Like Figure 2, the second subtraction processing unit 8, generally performs subtraction between the low energy X-ray image 1 and the first processed image 11 of a first body material (here soft tissue), which itself results from a first subtraction processing 7 between the low energy X-ray image 1 and the high energy X-ray image 2. This arrangement provides for obtaining a second processed image 12 of a second body material (here bone) with low noise. Since, as generally known (cf. patent specification, page 2, lines 47 to 50 and page 3, lines 42 to 45) in the image by the high energy X-ray the contrast is low and the signal-to-noise ratio (SNR) is much deteriorated, by performing a second subtraction processing 8 between the first processed image 11 and the image 1 from the low energy X-ray, a second processed image 12 having high frequency components can be obtained without increasing noise, ie having better quality (cf. page 3, lines 46 to 50).

This result is still improved by the arrangement of Figure 3 in which a pair of filtering elements is provided, namely one space filter processing unit 10 (low-pass filter) to suppress the high space frequency components of the first processed image 11 (ie essentially noise components of high frequency) and one space filter processing unit 9 (high-pass filter) to enhance the high space frequency components contained in the low energy X-ray image 1 (ie the energy level at which the noise components are not so high, as previously mentioned) (cf. from page 4, line 56 to page 5, line 1).

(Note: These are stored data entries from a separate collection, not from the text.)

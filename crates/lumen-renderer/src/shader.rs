//! WGSL shader loading

use std::borrow::Cow;
use std::path::Path;

use lumen_core::logging::LogCategory;
use lumen_core::lumen_debug;
use wgpu::{Device, ShaderModule, ShaderModuleDescriptor, ShaderSource};

use crate::error::{RendererError, Result};

/// Default shader for position + color geometry
pub const GEOMETRY_SHADER: &str = include_str!("../../../resources/shader.wgsl");

pub const VERTEX_ENTRY_POINT: &str = "vs_main";
pub const FRAGMENT_ENTRY_POINT: &str = "fs_main";

/// Compile WGSL source into a shader module
pub fn create_shader_module(device: &Device, label: &str, source: &str) -> ShaderModule {
    device.create_shader_module(ShaderModuleDescriptor {
        label: Some(label),
        source: ShaderSource::Wgsl(Cow::Borrowed(source)),
    })
}

/// Read WGSL source from disk
pub fn read_shader_source(path: impl AsRef<Path>) -> Result<String> {
    let path = path.as_ref();
    std::fs::read_to_string(path).map_err(|source| RendererError::ShaderSource {
        path: path.to_path_buf(),
        source,
    })
}

/// Read and compile a WGSL file
pub fn load_shader_module(device: &Device, path: impl AsRef<Path>) -> Result<ShaderModule> {
    let path = path.as_ref();
    let source = read_shader_source(path)?;
    lumen_debug!(LogCategory::Gpu, path = %path.display(), bytes = source.len(), "Loaded shader");

    let label = path
        .file_name()
        .and_then(|name| name.to_str())
        .unwrap_or("shader");
    Ok(create_shader_module(device, label, &source))
}

#[cfg(test)]
mod tests {
    use super::*;

    #[test]
    fn test_embedded_shader_has_entry_points() {
        assert!(GEOMETRY_SHADER.contains(&format!("fn {}", VERTEX_ENTRY_POINT)));
        assert!(GEOMETRY_SHADER.contains(&format!("fn {}", FRAGMENT_ENTRY_POINT)));
        assert!(GEOMETRY_SHADER.contains("@location(1) color: vec3f"));
    }

    #[test]
    fn test_missing_shader_reports_path() {
        let err = read_shader_source("no/such/shader.wgsl").unwrap_err();
        match err {
            RendererError::ShaderSource { path, .. } => {
                assert_eq!(path, Path::new("no/such/shader.wgsl"))
            }
            other => panic!("unexpected error: {other:?}"),
        }
    }
}
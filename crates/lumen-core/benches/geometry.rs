use criterion::{black_box, criterion_group, criterion_main, Criterion};
use lumen_core::GeometryLoader;
use std::fmt::Write;

fn grid_source(cells: u16) -> String {
    let mut text = String::from("# generated grid\n[points]\n");
    for y in 0..=cells {
        for x in 0..=cells {
            let fx = f32::from(x) / f32::from(cells) - 0.5;
            let fy = f32::from(y) / f32::from(cells) - 0.5;
            writeln!(text, "{fx} {fy} {} {} 0.5", fx + 0.5, fy + 0.5).unwrap();
        }
    }

    text.push_str("[indices]\n");
    let row = cells + 1;
    for y in 0..cells {
        for x in 0..cells {
            let i = y * row + x;
            writeln!(text, "{} {} {}", i, i + 1, i + row).unwrap();
            writeln!(text, "{} {} {}", i + 1, i + row + 1, i + row).unwrap();
        }
    }
    text
}

fn bench_parse(c: &mut Criterion) {
    let loader = GeometryLoader::new();
    let small = grid_source(8);
    let large = grid_source(128);

    c.bench_function("parse_grid_8", |b| {
        b.iter(|| loader.parse_str(black_box(&small)).unwrap())
    });
    c.bench_function("parse_grid_128", |b| {
        b.iter(|| loader.parse_str(black_box(&large)).unwrap())
    });
}

criterion_group!(benches, bench_parse);
criterion_main!(benches);
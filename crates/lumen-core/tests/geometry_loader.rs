//! Integration tests for the geometry text loader

use lumen_core::geometry::{
    load_geometry, GeometryLoader, IndexPolicy, LoaderOptions, NumberPolicy, ParsedGeometry,
};
use lumen_core::GeometryError;
use pretty_assertions::assert_eq;
use std::io::{Cursor, Write};
use tempfile::NamedTempFile;

const TRIANGLE: &str = "\
[points]
-0.5 -0.5 1.0 0.0 0.0
0.5 -0.5 0.0 1.0 0.0
0.5 0.5 0.0 0.0 1.0
[indices]
0 1 2
";

fn write_source(contents: &str) -> NamedTempFile {
    let mut file = NamedTempFile::new().expect("create temp file");
    file.write_all(contents.as_bytes()).expect("write temp file");
    file.flush().expect("flush temp file");
    file
}

fn parse(text: &str) -> ParsedGeometry {
    GeometryLoader::new().parse_str(text).expect("parse geometry")
}

#[test]
fn test_triangle_from_file() {
    let file = write_source(TRIANGLE);
    let geometry = load_geometry(file.path()).unwrap();

    assert_eq!(
        geometry.points,
        vec![
            -0.5, -0.5, 1.0, 0.0, 0.0, //
            0.5, -0.5, 0.0, 1.0, 0.0, //
            0.5, 0.5, 0.0, 0.0, 1.0,
        ]
    );
    assert_eq!(geometry.indices, vec![0, 1, 2]);
    assert_eq!(geometry.vertex_count(), 3);
    assert_eq!(geometry.triangle_count(), 1);
}

#[test]
fn test_empty_file_is_success() {
    let file = write_source("");
    let geometry = load_geometry(file.path()).unwrap();

    assert!(geometry.points.is_empty());
    assert!(geometry.indices.is_empty());
}

#[test]
fn test_missing_file_is_source_unavailable() {
    let dir = tempfile::tempdir().unwrap();
    let path = dir.path().join("does-not-exist.txt");

    let err = load_geometry(&path).unwrap_err();
    match err {
        GeometryError::SourceUnavailable { path: reported, .. } => assert_eq!(reported, path),
        other => panic!("unexpected error: {other:?}"),
    }
}

#[test]
fn test_no_markers_yields_empty_buffers() {
    let geometry = parse("1 2 3 4 5\n0 1 2\n# nothing here\n");
    assert!(geometry.is_empty());
}

#[test]
fn test_short_points_line_keeps_length_invariant() {
    let geometry = parse("[points]\n1.0 2.0 3.0 4.0\n");

    assert_eq!(geometry.points.len() % 5, 0);
    assert_eq!(&geometry.points[..4], &[1.0, 2.0, 3.0, 4.0]);
}

#[test]
fn test_short_index_line_keeps_length_invariant() {
    let geometry = parse("[indices]\n4 5\n");
    assert_eq!(geometry.indices.len() % 3, 0);
    assert_eq!(&geometry.indices[..2], &[4, 5]);
}

#[test]
fn test_crlf_matches_lf() {
    let crlf = TRIANGLE.replace('\n', "\r\n");
    assert_eq!(parse(&crlf), parse(TRIANGLE));

    let file = write_source(&crlf);
    assert_eq!(load_geometry(file.path()).unwrap(), parse(TRIANGLE));
}

#[test]
fn test_comments_excluded_everywhere() {
    let text = "\
# header
[points]
# inside points
1 1 1 1 1

[indices]
# inside indices
0 0 0
";
    let geometry = parse(text);
    assert_eq!(geometry.points, vec![1.0; 5]);
    assert_eq!(geometry.indices, vec![0, 0, 0]);
}

#[test]
fn test_load_is_idempotent() {
    let file = write_source(TRIANGLE);
    let loader = GeometryLoader::new();

    let first = loader.load(file.path()).unwrap();
    let second = loader.load(file.path()).unwrap();

    let bits = |g: &ParsedGeometry| g.points.iter().map(|v| v.to_bits()).collect::<Vec<_>>();
    assert_eq!(bits(&first), bits(&second));
    assert_eq!(first.indices, second.indices);
}

#[test]
fn test_reader_and_str_agree() {
    let from_reader = GeometryLoader::new()
        .load_from_reader(Cursor::new(TRIANGLE))
        .unwrap();
    assert_eq!(from_reader, parse(TRIANGLE));
}

#[test]
fn test_non_utf8_comment_is_skipped() {
    let source: &[u8] = b"# caf\xe9 logo\n[points]\n0 0 1 0 0\n[indices]\n0 0 0\n";

    let geometry = GeometryLoader::new()
        .load_from_reader(Cursor::new(source))
        .unwrap();
    assert_eq!(geometry.points, vec![0.0, 0.0, 1.0, 0.0, 0.0]);
    assert_eq!(geometry.indices, vec![0, 0, 0]);

    let mut file = NamedTempFile::new().unwrap();
    file.write_all(source).unwrap();
    file.flush().unwrap();
    assert_eq!(load_geometry(file.path()).unwrap(), geometry);
}

#[test]
fn test_whitespace_only_line_keeps_vertex_positions() {
    let geometry = parse("[points]\n0 0 1 0 0\n   \n1 1 0 1 0\n[indices]\n0 1 2\n");

    assert_eq!(geometry.vertex_count(), 3);
    let vertices: Vec<&[f32]> = geometry.vertices().collect();
    assert_eq!(vertices[1], &[0.0; 5]);
    assert_eq!(vertices[2], &[1.0, 1.0, 0.0, 1.0, 0.0]);
}

#[test]
fn test_strict_whitespace_only_line_is_missing_fields() {
    let loader = GeometryLoader::with_options(LoaderOptions {
        numbers: NumberPolicy::Strict,
        ..Default::default()
    });

    let err = loader.parse_str("[points]\n \t \n").unwrap_err();
    assert!(matches!(
        err,
        GeometryError::MissingFields {
            line: 2,
            expected: 5,
            found: 0
        }
    ));
}

#[test]
fn test_sections_can_reopen() {
    let text = "\
[points]
0 0 1 1 1
[indices]
0 1 2
[points]
1 0 1 1 1
2 1 1 1 1
";
    let geometry = parse(text);
    assert_eq!(geometry.vertex_count(), 3);
    assert_eq!(geometry.indices, vec![0, 1, 2]);
}

#[test]
fn test_fields_split_on_any_whitespace() {
    let geometry = parse("[points]\n  0.25\t-1   2\t\t3 4  \n");
    assert_eq!(geometry.points, vec![0.25, -1.0, 2.0, 3.0, 4.0]);
}

#[test]
fn test_out_of_range_index_passes_through_by_default() {
    let geometry = parse("[points]\n0 0 0 0 0\n[indices]\n0 1 42\n");
    assert_eq!(geometry.indices, vec![0, 1, 42]);
}

#[test]
fn test_validate_reports_out_of_range_index() {
    let loader = GeometryLoader::with_options(LoaderOptions {
        indices: IndexPolicy::Validate,
        ..Default::default()
    });

    let err = loader
        .parse_str("[points]\n0 0 0 0 0\n[indices]\n0 0 3\n")
        .unwrap_err();
    assert!(matches!(
        err,
        GeometryError::IndexOutOfRange {
            index: 3,
            vertex_count: 1
        }
    ));

    assert!(loader.parse_str(TRIANGLE).is_ok());
}

#[test]
fn test_strict_numbers_report_line() {
    let loader = GeometryLoader::with_options(LoaderOptions {
        numbers: NumberPolicy::Strict,
        ..Default::default()
    });

    let err = loader
        .parse_str("# header\n[points]\n0 0 0 zero 0\n")
        .unwrap_err();
    assert!(matches!(err, GeometryError::MalformedNumber { line: 3, .. }));
}

#[test]
fn test_lenient_numbers_become_zero() {
    let geometry = parse("[points]\n1 nope 3 4 5\n[indices]\n1 -2 3\n");
    assert_eq!(geometry.points, vec![1.0, 0.0, 0.0, 0.0, 0.0]);
    assert_eq!(geometry.indices, vec![1, 0, 0]);
}

#[test]
fn test_resource_geometry_parses() {
    let path = concat!(env!("CARGO_MANIFEST_DIR"), "/../../resources/webgpu.txt");
    let geometry = GeometryLoader::with_options(LoaderOptions {
        numbers: NumberPolicy::Strict,
        indices: IndexPolicy::Validate,
    })
    .load(path)
    .unwrap();

    assert!(geometry.vertex_count() > 0);
    assert_eq!(geometry.points.len() % 5, 0);
    assert_eq!(geometry.indices.len() % 3, 0);
}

3.2. The state of the art coming closest to the invention is referred to in the application as filed with reference to Figure 1 and partly to Figure 2.

Having regard to Figure 1 and related text (cf. patent specification page 2, lines 17 to 30) an X-ray image processing device is known, comprising means for obtaining both low and high energy image information which is a logarithmic conversion image information of a penetration image of an object radiated by low and high energy X-ray, respectively, and means for subtracting the low energy image 1 from the high energy image 2 to output a first processed image 5 or 6. The use of the energy subtraction method or dual energy projection radiography is clearly acknowledged as belonging to the state of the art. Therefore, it is known that X-ray images of different energies are subjected to logarithmic conversion and then subjected to differentiation or subtraction between each other (cf. page 2, lines 17 to 21).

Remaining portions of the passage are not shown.